Another option is to use free supervisor tool https://github.com/chebum/Supervisor. It allows to restart the crashed app, plus it allows to monitor two or more apps at once and it will automatically close these apps when supervisor's window is closed.
The usual approach is to run what is known as a guardian process. This is a separate process, often a service, that monitors the state of the main process. When the guardian detects that the main service has died, it re-spawns it.
To the very best of my knowledge, there is not built in Windows functionality to do this for you.
Notice: running self-looping bat files can be useful, but unless you know what you're doing, they can wreak all kinds of havoc. This goes especially if you run them on startup. You have been warned.
Anyway. I just remembered something from my 286 days, when I played around a lot with BAT files. If you write the file
yourprogram.exe
some other event
the BAT file will run yourprogram, and then pause and wait around in the background until the program exits. After that it will run "some other event". This used to be kind of annoying if you wanted to run multiple things at once, but here it's actually useful. Using this, it's possible to make it run a loop that restarts the program (and reruns the bat file) as soon as it exits. Combine this with https://superuser.com/questions/62525/run-a-completly-hidden-batch-file, and you'll never even see it happening.
The final BAT file ("restart.bat" in this example) will look something like:
c:\[location]\yourprogram.exe
wscript "C:\[location]\invisible.vbs" "C:\[location]\restart.bat"
That's about it. Start the program (on startup via task or even just startup folder) with line 2, and this ought to solve your problem :)
Oh, if you want to stop the loop, just rename the bat file or put "// " in front of the two lines, save it, and exit the program.

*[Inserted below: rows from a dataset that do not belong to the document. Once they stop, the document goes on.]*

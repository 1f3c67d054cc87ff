//! Records decoded from server responses
//!
//! Each value is a snapshot built while decoding one response; nothing here is
//! cached by the client.

use serde::ser::SerializeStruct;
use serde::{Serialize, Serializer};
use std::collections::BTreeMap;

/// Game constants (`constant <name> <value>`), values kept as sent
pub type Constants = BTreeMap<String, String>;

/// A point on the playing field
#[derive(Debug, Clone, Copy, PartialEq, Serialize)]
pub struct Point {
	pub x: f64,
	pub y: f64,
}

impl Point {
	pub fn new(x: f64, y: f64) -> Self {
		Self { x, y }
	}
}

#[derive(Debug, Clone, PartialEq, Serialize)]
pub struct Team {
	pub color: String,
	pub count: u32,
}

/// Obstacle polygon, vertices in server order
#[derive(Debug, Clone, PartialEq, Serialize)]
pub struct Obstacle {
	pub points: Vec<Point>,
}

#[derive(Debug, Clone, PartialEq, Serialize)]
#[serde(rename_all = "camelCase")]
pub struct Flag {
	pub color: String,
	/// Color of the team carrying the flag, `none` when it lies free
	pub possession_color: String,
	pub location: Point,
}

#[derive(Debug, Clone, PartialEq, Serialize)]
pub struct Shot {
	pub x: f64,
	pub y: f64,
	pub vx: f64,
	pub vy: f64,
}

/// A tank controlled by this agent
#[derive(Debug, Clone, PartialEq, Serialize)]
#[serde(rename_all = "camelCase")]
pub struct MyTank {
	pub index: u32,
	pub callsign: String,
	pub status: String,
	pub shots_available: u32,
	pub time_to_reload: f64,
	/// Color of the flag carried, `-` when none
	pub flag: String,
	pub location: Point,
	pub angle: f64,
	pub vx: f64,
	pub vy: f64,
	pub angvel: f64,
}

/// Key owned tanks by their index
pub fn index_tanks(tanks: Vec<MyTank>) -> BTreeMap<u32, MyTank> {
	tanks.into_iter().map(|tank| (tank.index, tank)).collect()
}

/// A tank seen on the field, friend or enemy
#[derive(Debug, Clone, PartialEq, Serialize)]
pub struct OtherTank {
	pub callsign: String,
	pub color: String,
	pub status: String,
	pub flag: String,
	pub location: Point,
	pub angle: f64,
}

#[derive(Debug, Clone, PartialEq, Serialize)]
pub struct Base {
	pub color: String,
	pub corners: [Point; 4],
}

/// Occupancy around a tank, as reported by `occgrid`
///
/// Rows run along x (there are `width` of them), columns along y.
#[derive(Debug, Clone, PartialEq)]
pub struct OccupancyGrid {
	pub origin: Point,
	pub width: usize,
	pub height: usize,
	pub cells: BTreeMap<(usize, usize), bool>,
}

impl OccupancyGrid {
	pub fn is_occupied(&self, row: usize, col: usize) -> Option<bool> {
		self.cells.get(&(row, col)).copied()
	}

	/// Rows in wire form, one `0`/`1` character per column
	pub fn rows(&self) -> Vec<String> {
		(0..self.width)
			.map(|row| {
				(0..self.height)
					.map(|col| if self.is_occupied(row, col) == Some(true) { '1' } else { '0' })
					.collect()
			})
			.collect()
	}
}

// Tuple keys have no JSON form, so the grid goes out as wire rows.
impl Serialize for OccupancyGrid {
	fn serialize<S: Serializer>(&self, serializer: S) -> Result<S::Ok, S::Error> {
		let mut state = serializer.serialize_struct("OccupancyGrid", 4)?;
		state.serialize_field("origin", &self.origin)?;
		state.serialize_field("width", &self.width)?;
		state.serialize_field("height", &self.height)?;
		state.serialize_field("rows", &self.rows())?;
		state.end()
	}
}


// vim: ts=4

If the program you are running requires admin rights, the solution I found was using psexec (http://technet.microsoft.com/en-us/sysinternals/bb897553.aspx) to run both the program and the bat with elevated privileges. In that case the BAT will look like:
c:\[location]\psexec -h c:\[location]\yourprogram.exe
c:\[location]\psexec -h wscript "C:\[location]\invisible.vbs" "C:\[location]\restart.bat"
Then you run the bat as administrator, or run the second line (without the psexec part) from task scheduler with elevated privileges. BEWARE: running it as a normal user and clicking "no" on the UAC prompt gave me a BSOD, probably because it looped "can't run program because of lacking privileges" a couple of billion times or something :)
You can use RegisterApplicationRestart.
"If you register for restart and the application encounters an
unhandled exception or is not responsive, the user is offered the
opportunity to restart the application; the application is not
automatically restarted without the user's consent. "
For automatic restart without user intervention, there is also RestartOnCrash. Works with all Windows versions.
I was looking for something similar. There are two options to handle this - either you can write a small script by yourself or use something that is already existing.
After some googling I came across this nice list. The blogger has compiled about 8 tools to automatically restart a crashed or closed application.
Unfortunately there are no settings in Windows to automatically restart a regular program when it crashes.
Do you need to actively interact with your application's GUI? Some of the Service Wrappers (designed to run any application as a Windows Service) will monitor your application and restart it when it fails, but be sure investigate Session 0 Isolation to ensure that it won't get in the way.
You may use some special app like BDV SystemEvents or any other. It allows you to specify application which will be started if some another application is closed. Specify the same application as a Condition and as an Action and you will get expected results.